Faculty of Business and Law
School of Management / Centre for Innovative Practice
This paper details a 2009–2010 evaluation of the Neurodegenerative Conditions Coordinated Care Program (NCCCP) commissioned by the Disability Services Commission (DSC) in Western Australia (WA). The program, run by the Multiple Sclerosis Society of WA (Inc.) provides in-home care and supports and respite for people who are under the age of sixty-five and diagnosed with a rapidly degenerative neurological condition. In 2009, the identified barriers to the better provision of services included: shortage of quality out-of-home respite providers, and convoluted paperwork requirements to qualify for the program.
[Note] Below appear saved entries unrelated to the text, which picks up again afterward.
//! Logging initialisation.
//!
//! Called once at process start. Writes timestamped lines to a log file at the
//! requested level and mirrors warnings and errors to the terminal.

use std::fs::{self, OpenOptions};
use std::io;
use std::path::Path;

use log::LevelFilter;
use simplelog::{ColorChoice, CombinedLogger, ConfigBuilder, TermLogger, TerminalMode, WriteLogger};
use thiserror::Error;

#[derive(Error, Debug)]
pub enum LoggingError {
    #[error("Failed to open log file '{path}': {source}")]
    Open {
        path: String,
        #[source]
        source: io::Error,
    },

    #[error("Logger already initialised: {0}")]
    AlreadyInitialised(#[from] log::SetLoggerError),
}

/// Install the file and terminal loggers.
///
/// The log file is appended to; its parent directory is created if needed.
pub fn init(log_file: &Path, level: LevelFilter) -> Result<(), LoggingError> {
    let open_err = |source| LoggingError::Open {
        path: log_file.display().to_string(),
        source,
    };
    if let Some(dir) = log_file.parent().filter(|d| !d.as_os_str().is_empty()) {
        fs::create_dir_all(dir).map_err(open_err)?;
    }
    let file = OpenOptions::new()
        .create(true)
        .append(true)
        .open(log_file)
        .map_err(open_err)?;

    let config = ConfigBuilder::new()
        .set_time_format_rfc3339()
        .set_location_level(LevelFilter::Off)
        .set_target_level(LevelFilter::Off)
        .set_thread_level(LevelFilter::Off)
        .build();

    CombinedLogger::init(vec![
        TermLogger::new(
            LevelFilter::Warn,
            config.clone(),
            TerminalMode::Stderr,
            ColorChoice::Auto,
        ),
        WriteLogger::new(level, config, file),
    ])?;
    Ok(())
}
//! Shared test utilities for query and extraction tests.
//!
//! [`StubBackend`] stands in for a live database: it knows which tables exist,
//! replays scripted results in order and records every query it was asked to
//! run.

use std::collections::{BTreeSet, VecDeque};

use crate::db::{DatabaseBackend, DbError, Params, QueryResult, Value};
use crate::queries::{site_loc_info_select, site_pollen_abundance_select, SiteIds};

/// Tables of a restored EPD read by the catalog.
pub const EPD_TABLES: &[&str] = &["entity", "p_counts", "p_vars", "p_agedpt", "chron", "siteloc"];

#[derive(Debug, Default)]
pub struct StubBackend {
    tables: BTreeSet<String>,
    responses: VecDeque<Result<QueryResult, DbError>>,
    /// Every query executed, with its parameters
    pub executed: Vec<(String, Params)>,
}

impl StubBackend {
    pub fn with_tables(tables: &[&str]) -> Self {
        Self {
            tables: tables.iter().map(|t| t.to_string()).collect(),
            ..Self::default()
        }
    }

    /// A backend that looks like a fully restored EPD.
    pub fn with_epd_tables() -> Self {
        Self::with_tables(EPD_TABLES)
    }

    /// Queue a result for the next query.
    pub fn respond(mut self, result: QueryResult) -> Self {
        self.responses.push_back(Ok(result));
        self
    }

    /// Queue a failure for the next query.
    pub fn respond_err(mut self, err: DbError) -> Self {
        self.responses.push_back(Err(err));
        self
    }

    pub fn respond_site_loc(self, rows: Vec<Vec<Value>>) -> Self {
        let headers = site_loc_info_select(&SiteIds::default()).output_columns();
        self.respond(result_with(&headers, rows))
    }

    pub fn respond_abundance(self, rows: Vec<Vec<Value>>) -> Self {
        let headers = site_pollen_abundance_select(&SiteIds::default()).output_columns();
        self.respond(result_with(&headers, rows))
    }
}

impl DatabaseBackend for StubBackend {
    fn execute_query(&mut self, sql: &str, params: &Params) -> Result<QueryResult, DbError> {
        self.executed.push((sql.to_string(), params.clone()));
        self.responses
            .pop_front()
            .unwrap_or_else(|| Ok(QueryResult::default()))
    }

    fn relation_exists(&mut self, name: &str) -> Result<bool, DbError> {
        Ok(self.tables.contains(name))
    }

    fn backend_name(&self) -> &'static str {
        "Stub"
    }
}

fn result_with(headers: &[&str], rows: Vec<Vec<Value>>) -> QueryResult {
    QueryResult {
        headers: headers.iter().map(|h| h.to_string()).collect(),
        rows,
    }
}

/// A `site_loc_info` row: sitename, latdd, londd, elevation, site_.
pub fn site_loc_row(name: &str, site: i64) -> Vec<Value> {
    vec![
        Value::from(name),
        Value::Float(42.0 + site as f64 / 10.0),
        Value::Float(-6.5),
        Value::Float(1050.0),
        Value::Int(site),
    ]
}

/// A `site_pollen_abundance` row in projection order.
///
/// Site number is 1 for "Alpha" and 2 otherwise; entity, chronology and
/// variable numbers are derived from the other arguments.
pub fn abundance_row(
    site: &str,
    sigle: &str,
    sample: i64,
    varcode: &str,
    count: Option<f64>,
) -> Vec<Value> {
    let site_no = if site == "Alpha" { 1 } else { 2 };
    vec![
        Value::Float(1250.0 * sample as f64),
        Value::from(count),
        Value::from(varcode),
        Value::from(format!("{} pollen", varcode)),
        Value::from(site),
        Value::Int(site_no),
        Value::Int(site_no * 10),
        Value::from(sigle),
        Value::Int(sample),
        Value::Int(1),
        Value::Int(varcode.bytes().map(i64::from).sum()),
    ]
}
Some service providers were unaware of the program and so were not referring them into the NCCCP, a number of service providers were unwilling to refer their clients into the program, neurologists were unwilling to give a final diagnosis for a client, that would enable them to qualify for the service, there was a general lack of knowledge about what services were available in the general community, and existing equipment pools were under-resourced. In 2010, the study found that most of the issues had been addressed however, out-of-home respite services were still very limited especially in rural areas, and the eligibility criteria for entry to the program is confined to those 65 years and under. This paper discusses the issues that still remain with the program as examples of barriers to better provision of services.